McMahan's Furniture
- Company type: private
- Industry: retail
- Founded: 1919, Bakersfield, California
- Founder: James I. McMahan
- Defunct: 2008
- Fate: Liquidation
- Headquarters: Santa Monica, California, United States
- Number of locations: 17 in 2008
- Area served: western United States
- Key people: James A. "Jay" McMahan, president
- Revenue: $45 million in 2007

= McMahan's Furniture =

American furniture store chain

McMahan's Furniture was a family-owned furniture retailer with stores in California, Arizona, New Mexico, Texas, Nevada, Colorado and Oregon. Much of its business came from customers to whom it provided credit.

== History ==
The first store was opened in 1919 in Bakersfield, California.
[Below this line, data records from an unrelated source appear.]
//! Territory: the sole owner of a queen/hive pair.
//!
//! Queens and hives hold only non-owning back-references (the territory
//! index); the territory owns both by value, so destruction cascades have
//! a single place to run and there are no ownership cycles.

use glam::Vec3;
use serde::{Deserialize, Serialize};

use crate::context::TargetSupply;
use crate::hive::Hive;
use crate::queen::{Queen, QueenConfig, QueenEvent};
use crate::target::CombatTarget;
use crate::terrain::TerrainSampler;

/// Occupation status of a territory.
#[derive(Debug, Clone, Copy, PartialEq, Eq, Serialize, Deserialize)]
pub enum TerritoryStatus {
    /// Held by a queen (in any lifecycle phase).
    Infested,
    /// Queen destroyed; the territory is free.
    Liberated,
}

/// Events emitted while advancing a territory.
#[derive(Debug, Clone, PartialEq)]
pub enum TerritoryEvent {
    /// Forwarded queen lifecycle event.
    Queen(QueenEvent),
    /// The queen fell and the territory was liberated.
    Liberated {
        /// Index of the liberated territory.
        territory: usize,
    },
}

/// Spatial ownership region associated with one queen/hive pair.
#[derive(Debug)]
pub struct Territory {
    index: usize,
    center: Vec3,
    radius: f32,
    status: TerritoryStatus,
    queen: Option<Queen>,
    hive: Option<Hive>,
}

impl Territory {
    /// Create an empty, liberated territory.
    #[must_use]
    pub fn new(index: usize, center: Vec3, radius: f32) -> Self {
        Self {
            index,
            center,
            radius,
            status: TerritoryStatus::Liberated,
            queen: None,
            hive: None,
        }
    }

    /// Territory index (the back-reference queens carry).
    #[must_use]
    pub fn index(&self) -> usize {
        self.index
    }

    /// Territory center.
    #[must_use]
    pub fn center(&self) -> Vec3 {
        self.center
    }

    /// Territory radius.
    #[must_use]
    pub fn radius(&self) -> f32 {
        self.radius
    }

    /// Current occupation status.
    #[must_use]
    pub fn status(&self) -> TerritoryStatus {
        self.status
    }

    /// The resident queen, if any.
    #[must_use]
    pub fn queen(&self) -> Option<&Queen> {
        self.queen.as_ref()
    }

    /// Mutable access to the resident queen.
    pub fn queen_mut(&mut self) -> Option<&mut Queen> {
        self.queen.as_mut()
    }

    /// The hive, if founded.
    #[must_use]
    pub fn hive(&self) -> Option<&Hive> {
        self.hive.as_ref()
    }

    /// Mutable access to the hive.
    pub fn hive_mut(&mut self) -> Option<&mut Hive> {
        self.hive.as_mut()
    }

    /// Seed a new queen generation into this territory.
    pub fn infest(
        &mut self,
        queen_id: impl Into<crate::target::EntityId>,
        config: &QueenConfig,
        generation: u32,
        seed: u64,
        terrain: &dyn TerrainSampler,
    ) {
        self.queen = Some(Queen::new(
            queen_id,
            self.index,
            self.center,
            self.radius,
            config,
            generation,
            seed,
            terrain,
        ));
        self.hive = None;
        self.status = TerritoryStatus::Infested;
    }

    /// Advance the resident queen and hive, and run destruction cascades.
    pub fn update(&mut self, dt_secs: f32, terrain: &dyn TerrainSampler) -> Vec<TerritoryEvent> {
        let mut events = Vec::new();

        if let Some(queen) = self.queen.as_mut() {
            for event in queen.update(dt_secs, &mut self.hive, terrain) {
                events.push(TerritoryEvent::Queen(event));
            }
        }

        // Losing the hive kills the queen: the colony cannot survive
        // without it.
        if self.hive.as_ref().is_some_and(Hive::is_destroyed) {
            if let Some(queen) = self.queen.as_mut() {
                if !queen.is_destroyed() {
                    queen.force_destroy();
                }
            }
        }

        if self.queen.as_ref().is_some_and(Queen::is_destroyed) {
            self.liberate();
            events.push(TerritoryEvent::Liberated {
                territory: self.index,
            });
        }

        events
    }

    /// Clear the queen/hive references and mark the territory free.
    pub fn liberate(&mut self) {
        tracing::debug!(territory = self.index, "territory liberated");
        self.queen = None;
        self.hive = None;
        self.status = TerritoryStatus::Liberated;
    }

    /// Combat-target views of whatever is currently attackable here:
    /// the queen while vulnerable, the hive once constructed.
    pub fn attackable_targets(&mut self) -> Vec<&mut dyn CombatTarget> {
        let mut targets: Vec<&mut dyn CombatTarget> = Vec::new();
        if let Some(queen) = self.queen.as_mut() {
            if queen.is_vulnerable() {
                targets.push(queen);
            }
        }
        if let Some(hive) = self.hive.as_mut() {
            if hive.is_vulnerable() {
                targets.push(hive);
            }
        }
        targets
    }
}

impl TargetSupply for Territory {
    fn targets(&mut self) -> Vec<&mut dyn CombatTarget> {
        self.attackable_targets()
    }
}

#[cfg(test)]
mod tests {
    use super::*;
    use crate::hive::HiveConfig;
    use crate::queen::QueenPhase;
    use crate::terrain::FlatTerrain;

    fn instant_queen_config() -> QueenConfig {
        QueenConfig {
            growth_duration_ms: 0.0,
            hive: HiveConfig {
                construction_duration_ms: 0.0,
                ..HiveConfig::default()
            },
            ..QueenConfig::default()
        }
    }

    fn active_territory() -> Territory {
        let terrain = FlatTerrain::default();
        let mut territory = Territory::new(0, Vec3::ZERO, 25.0);
        territory.infest("queen-0", &instant_queen_config(), 1, 7, &terrain);
        for _ in 0..4 {
            territory.update(0.1, &terrain);
        }
        territory
    }

    #[test]
    fn test_infest_and_full_lifecycle() {
        let territory = active_territory();
        assert_eq!(territory.status(), TerritoryStatus::Infested);
        let queen = territory.queen().expect("queen present");
        assert_eq!(queen.current_phase(), QueenPhase::ActiveControl);
        assert!(territory.hive().is_some_and(Hive::is_constructed));
    }

    #[test]
    fn test_attackable_targets_gated_by_state() {
        let terrain = FlatTerrain::default();
        let mut territory = Territory::new(0, Vec3::ZERO, 25.0);
        territory.infest("queen-0", &QueenConfig::default(), 1, 7, &terrain);

        // Growing queen, no hive: nothing attackable.
        assert!(territory.attackable_targets().is_empty());

        let mut territory = active_territory();
        let ids: Vec<String> = territory
            .attackable_targets()
            .iter()
            .map(|t| t.id().to_string())
            .collect();
        assert!(ids.contains(&"queen-0".to_string()));
        assert!(ids.contains(&"queen-0-hive".to_string()));
    }

    #[test]
    fn test_queen_death_liberates() {
        let terrain = FlatTerrain::default();
        let mut territory = active_territory();

        let queen = territory.queen_mut().expect("queen present");
        assert!(queen.take_damage(10_000.0));

        let events = territory.update(0.1, &terrain);
        assert!(events
            .iter()
            .any(|e| matches!(e, TerritoryEvent::Liberated { territory: 0 })));
        assert_eq!(territory.status(), TerritoryStatus::Liberated);
        assert!(territory.queen().is_none());
        assert!(territory.hive().is_none());
    }

    #[test]
    fn test_hive_death_cascades_to_queen() {
        let terrain = FlatTerrain::default();
        let mut territory = active_territory();

        let hive = territory.hive_mut().expect("hive present");
        assert!(hive.take_damage(100_000.0));

        let events = territory.update(0.1, &terrain);
        assert!(events
            .iter()
            .any(|e| matches!(e, TerritoryEvent::Liberated { .. })));
        assert_eq!(territory.status(), TerritoryStatus::Liberated);
        assert!(territory.queen().is_none());
    }
}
In 1993, Heilig-Meyers bought 92 McMahan's stores for $65 million. In 1996, Heilig-Meyers arranged to buy another 20 stores from McMahan's. Whether the 1996 sale was completed is unknown. Of the stores remaining, three were closed in 2006. The last 17 stores, including two La-Z-Boy Furniture Gallery locations (one in California and one in Oregon), were closed in 2008. A company press release cited macroeconomic conditions as the reason:
McMahan’s Furniture announced today August 26, 2008 that it will close its furniture operations within the next few months. McMahan’s has implemented several strategies to react to the current business environment. However, as the economy has continued to slump, the market for home furnishings has continued to decline.

McMahan’s has experienced downturns before and always managed to rebound, however, this decline dating back to late 2006 has been considerably longer and deeper than anything they’ve [sic] previously experienced.

== Lawsuit ==
In 1975, a water main near the company's Santa Monica store burst. The company and its insurer, Aetna, sued the city under the theory of inverse condemnation. The company wanted the jury to be instructed that
As to the merchandise losses suffered by plaintiffs, the compensation for those losses may be based on the retail value of the merchandise less average discounts.
 but the court refused to give the instruction, and the jury awarded damages corresponding to the wholesale value. The lower court's decision was upheld on appeal. The court of appeals quoted a restatement of the law of torts saying that "damages for the profits which the wholesale dealer or the retail dealer would normally anticipate from a sale are not ordinarily allowed." The suit is considered one of "the leading cases" in California tort law about the value of inventory.